Advertisement

TalkTalk fined £100,000 for long-forgotten 2014 data breach

Before the cyberattack of 2015, there was another smaller-scale data breach.

Getty Images

Enough time has passed that TalkTalk has bounced back from its reputation-damaging data debacle of 2015, which saw hackers steal the personal details of over 150,000 of its customers. That earned the company a £400,000 fine from the UK's Information Commissioner's Office (ICO), and today an older data breach in 2014 has cost the company an additional £100,000. The ICO has handed TalkTalk the invoice as a slap on the wrist for failing to adequately protect customer details after third-party support staff were found to have gained "unauthorised and unlawful access to the personal data of up to 21,000 customers."

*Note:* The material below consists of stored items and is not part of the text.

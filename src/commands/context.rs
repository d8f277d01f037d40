//! Per-dispatch interaction context
//!
//! - **Version**: 2.0.0
//! - **Since**: 0.1.0
//!
//! ## Changelog
//! - 2.0.0: One context per dispatch wrapping the inbound interaction and its session
//! - 1.0.0: Shared service context for command handlers

use std::sync::Arc;

use anyhow::Result;
use log::debug;
use serenity::model::id::{ChannelId, GuildId, RoleId, UserId};
use serenity::model::permissions::Permissions;
use uuid::Uuid;

use super::arguments::ArgumentResolver;
use crate::commands::registry::CUSTOM_ID_SEPARATOR;
use crate::core::response::{chunk_for_message, truncate_for_message};
use crate::interaction::{InboundInteraction, InteractionKind};
use crate::session::{InteractionSession, MessagePayload, ModalPayload, Reply};

/// State of one in-flight interaction, handed to guards and handlers
///
/// Read-only apart from the reply state, which the session tracks.
pub struct InteractionContext {
    interaction: InboundInteraction,
    session: Arc<dyn InteractionSession>,
    args: ArgumentResolver,
    ephemeral: bool,
    client: Option<serenity::prelude::Context>,
    request_id: Uuid,
}

impl InteractionContext {
    pub fn new(
        interaction: InboundInteraction,
        session: Arc<dyn InteractionSession>,
        client: Option<serenity::prelude::Context>,
    ) -> Self {
        let args = ArgumentResolver::new(&interaction.options);
        Self {
            interaction,
            session,
            args,
            ephemeral: false,
            client,
            request_id: Uuid::new_v4(),
        }
    }

    /// Correlate this context's log lines with the dispatch that built it
    pub fn with_request_id(mut self, request_id: Uuid) -> Self {
        self.request_id = request_id;
        self
    }

    /// Default ephemeral flag for replies that don't set one
    pub fn with_ephemeral(mut self, ephemeral: bool) -> Self {
        self.ephemeral = ephemeral;
        self
    }

    pub fn request_id(&self) -> Uuid {
        self.request_id
    }

    pub fn kind(&self) -> InteractionKind {
        self.interaction.kind
    }

    /// Command name or full custom id
    pub fn key(&self) -> &str {
        &self.interaction.key
    }

    pub fn interaction(&self) -> &InboundInteraction {
        &self.interaction
    }

    pub fn args(&self) -> &ArgumentResolver {
        &self.args
    }

    pub fn user_id(&self) -> UserId {
        self.interaction.user_id
    }

    pub fn user_name(&self) -> &str {
        &self.interaction.user_name
    }

    pub fn guild_id(&self) -> Option<GuildId> {
        self.interaction.guild_id
    }

    pub fn channel_id(&self) -> ChannelId {
        self.interaction.channel_id
    }

    pub fn member_permissions(&self) -> Option<Permissions> {
        self.interaction.member_permissions
    }

    pub fn has_role(&self, role: RoleId) -> bool {
        self.interaction.member_roles.contains(&role)
    }

    /// Serenity context when dispatched from the gateway
    pub fn client(&self) -> Option<&serenity::prelude::Context> {
        self.client.as_ref()
    }

    /// Segments of the custom id after the routing prefix
    ///
    /// `page:abc:next` → `["abc", "next"]`; empty for commands and plain ids.
    pub fn custom_id_args(&self) -> Vec<&str> {
        if self.interaction.kind.is_command() {
            return Vec::new();
        }
        self.interaction
            .key
            .split(CUSTOM_ID_SEPARATOR)
            .skip(1)
            .collect()
    }

    /// Selected values of a select menu
    pub fn values(&self) -> &[String] {
        &self.interaction.values
    }

    /// Submitted text input of a modal
    pub fn field(&self, custom_id: &str) -> Option<&str> {
        self.interaction.fields.get(custom_id).map(String::as_str)
    }

    /// Target user or message of a context menu command
    pub fn target_id(&self) -> Option<u64> {
        self.interaction.target_id
    }

    pub fn is_replied(&self) -> bool {
        self.session.is_replied()
    }

    fn prepare(&self, reply: Reply) -> MessagePayload {
        let mut message = reply.into_payload();
        if let Some(content) = message.content.take() {
            message.content = Some(truncate_for_message(&content));
        }
        if message.ephemeral.is_none() {
            message.ephemeral = Some(self.ephemeral);
        }
        message
    }

    /// Respond with text, a payload or a builder closure
    ///
    /// Becomes an edit of the original response once the interaction has
    /// been replied to or deferred.
    pub async fn reply(&self, reply: impl Into<Reply>) -> Result<()> {
        let message = self.prepare(reply.into());
        if self.session.is_replied() || self.session.is_deferred() {
            debug!(
                "[{}] '{}' already acknowledged, editing reply",
                self.request_id,
                self.key()
            );
            self.session.edit_reply(message).await
        } else {
            self.session.reply(message).await
        }
    }

    pub async fn edit_reply(&self, reply: impl Into<Reply>) -> Result<()> {
        self.session.edit_reply(self.prepare(reply.into())).await
    }

    pub async fn follow_up(&self, reply: impl Into<Reply>) -> Result<()> {
        self.session.follow_up(self.prepare(reply.into())).await
    }

    /// Send long text as a reply plus as many follow-ups as needed
    pub async fn reply_chunked(&self, text: &str) -> Result<()> {
        let mut chunks = chunk_for_message(text).into_iter();
        if let Some(first) = chunks.next() {
            self.reply(first).await?;
        }
        for chunk in chunks {
            self.follow_up(chunk).await?;
        }
        Ok(())
    }

    pub async fn defer(&self) -> Result<()> {
        self.session.defer(self.ephemeral).await
    }

    /// Edit the message a component is attached to
    pub async fn update(&self, reply: impl Into<Reply>) -> Result<()> {
        let message = self.prepare(reply.into());
        if self.session.is_replied() || self.session.is_deferred() {
            self.session.edit_reply(message).await
        } else {
            self.session.update(message).await
        }
    }

    pub async fn defer_update(&self) -> Result<()> {
        self.session.defer_update().await
    }

    pub async fn show_modal(&self, modal: ModalPayload) -> Result<()> {
        self.session.show_modal(modal).await
    }
}

#[cfg(test)]
mod tests {
    use super::*;
    use crate::core::response::MESSAGE_LIMIT;
    use crate::test_utils::{Recorded, RecordingSession};

    fn ctx(kind: InteractionKind, key: &str, session: &Arc<RecordingSession>) -> InteractionContext {
        InteractionContext::new(
            InboundInteraction::new(kind, key, UserId(9)),
            session.clone(),
            None,
        )
    }

    #[tokio::test]
    async fn test_first_reply_then_edit() {
        let session = Arc::new(RecordingSession::default());
        let ctx = ctx(InteractionKind::ChatInputCommand, "ping", &session);

        ctx.reply("one").await.unwrap();
        ctx.reply("two").await.unwrap();

        let calls = session.calls();
        assert!(matches!(&calls[0], Recorded::Reply(m) if m.content.as_deref() == Some("one")));
        assert!(matches!(&calls[1], Recorded::EditReply(m) if m.content.as_deref() == Some("two")));
    }

    #[tokio::test]
    async fn test_reply_after_defer_edits() {
        let session = Arc::new(RecordingSession::default());
        let ctx = ctx(InteractionKind::ChatInputCommand, "slow", &session).with_ephemeral(true);

        ctx.defer().await.unwrap();
        ctx.reply("done").await.unwrap();

        let calls = session.calls();
        assert_eq!(calls[0], Recorded::Defer { ephemeral: true });
        assert!(matches!(&calls[1], Recorded::EditReply(_)));
    }

    #[tokio::test]
    async fn test_reply_shapes_normalize_to_same_payload() {
        let session = Arc::new(RecordingSession::default());
        let ctx = ctx(InteractionKind::ChatInputCommand, "ping", &session);

        ctx.follow_up("pong").await.unwrap();
        ctx.follow_up(MessagePayload::text("pong")).await.unwrap();
        ctx.follow_up(Reply::build(|m| m.content("pong"))).await.unwrap();

        let calls = session.calls();
        assert_eq!(calls.len(), 3);
        assert!(calls.windows(2).all(|pair| pair[0] == pair[1]));
    }

    #[tokio::test]
    async fn test_handler_ephemeral_default_and_override() {
        let session = Arc::new(RecordingSession::default());
        let ctx = ctx(InteractionKind::ChatInputCommand, "secret", &session).with_ephemeral(true);

        ctx.follow_up("default").await.unwrap();
        ctx.follow_up(Reply::build(|m| m.content("public").ephemeral(false)))
            .await
            .unwrap();

        match session.calls().as_slice() {
            [Recorded::FollowUp(a), Recorded::FollowUp(b)] => {
                assert_eq!(a.ephemeral, Some(true));
                assert_eq!(b.ephemeral, Some(false));
            }
            other => panic!("unexpected calls: {other:?}"),
        }
    }

    #[tokio::test]
    async fn test_long_content_is_truncated() {
        let session = Arc::new(RecordingSession::default());
        let ctx = ctx(InteractionKind::ChatInputCommand, "long", &session);
        ctx.reply("x".repeat(5000)).await.unwrap();
        assert_eq!(session.reply_texts()[0].len(), MESSAGE_LIMIT);
    }

    #[tokio::test]
    async fn test_reply_chunked_uses_follow_ups() {
        let session = Arc::new(RecordingSession::default());
        let ctx = ctx(InteractionKind::ChatInputCommand, "long", &session);
        ctx.reply_chunked(&"y".repeat(4500)).await.unwrap();

        let calls = session.calls();
        assert_eq!(calls.len(), 3);
        assert!(matches!(calls[0], Recorded::Reply(_)));
        assert!(matches!(calls[1], Recorded::FollowUp(_)));
        assert!(matches!(calls[2], Recorded::FollowUp(_)));
    }

    #[tokio::test]
    async fn test_update_for_components() {
        let session = Arc::new(RecordingSession::default());
        let ctx = ctx(InteractionKind::ButtonPress, "page:abc:next", &session);

        assert_eq!(ctx.custom_id_args(), vec!["abc", "next"]);
        ctx.update("page 2").await.unwrap();
        ctx.update("page 3").await.unwrap();

        let calls = session.calls();
        assert!(matches!(calls[0], Recorded::Update(_)));
        assert!(matches!(calls[1], Recorded::EditReply(_)));
    }

    #[test]
    fn test_custom_id_args_empty_for_commands_and_plain_ids() {
        let session = Arc::new(RecordingSession::default());
        assert!(ctx(InteractionKind::ChatInputCommand, "a:b", &session)
            .custom_id_args()
            .is_empty());
        assert!(ctx(InteractionKind::ButtonPress, "confirm", &session)
            .custom_id_args()
            .is_empty());
    }

    #[test]
    fn test_modal_fields_and_select_values() {
        let session = Arc::new(RecordingSession::default());
        let modal = InteractionContext::new(
            InboundInteraction::new(InteractionKind::ModalSubmit, "bio", UserId(1))
                .with_field("text", "hello"),
            session.clone(),
            None,
        );
        assert_eq!(modal.field("text"), Some("hello"));
        assert_eq!(modal.field("missing"), None);

        let select = InteractionContext::new(
            InboundInteraction::new(InteractionKind::SelectMenuPress, "color", UserId(1))
                .with_values(vec!["red".to_string()]),
            session,
            None,
        );
        assert_eq!(select.values(), ["red".to_string()]);
    }
}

TalkTalk became aware something was up in September 2014 after customer complaints began rolling in. Scam callers had been targeting subscribers under the pretense of providing technical support, and knew their names, addresses, TalkTalk account numbers and, of course, their phone numbers. Ironically, these wannabe identity thieves had actually gleaned this information from a customer database belonging to Wipro, a company that resolves complaints and provides legitimate tech support on TalkTalk's behalf.

Upon lengthy investigation, TalkTalk discovered three Wipro employee accounts had been used to access customer details unlawfully. As it turned out, employees could access the data by logging in from any device with an internet connection, and simple search terms would allow staff to view and export the data of 500 customers at a time. It was this lax approach to data handling that the ICO found to be a breach of the Data Protection Act, hence the fine of £100,000 today.

This kind of breach is completely different to the "significant and sustained cyberattack" that hit the provider in 2015, but we imagine TalkTalk would just like to pay the piper and let us go back to forgetting this earlier breach ever happened.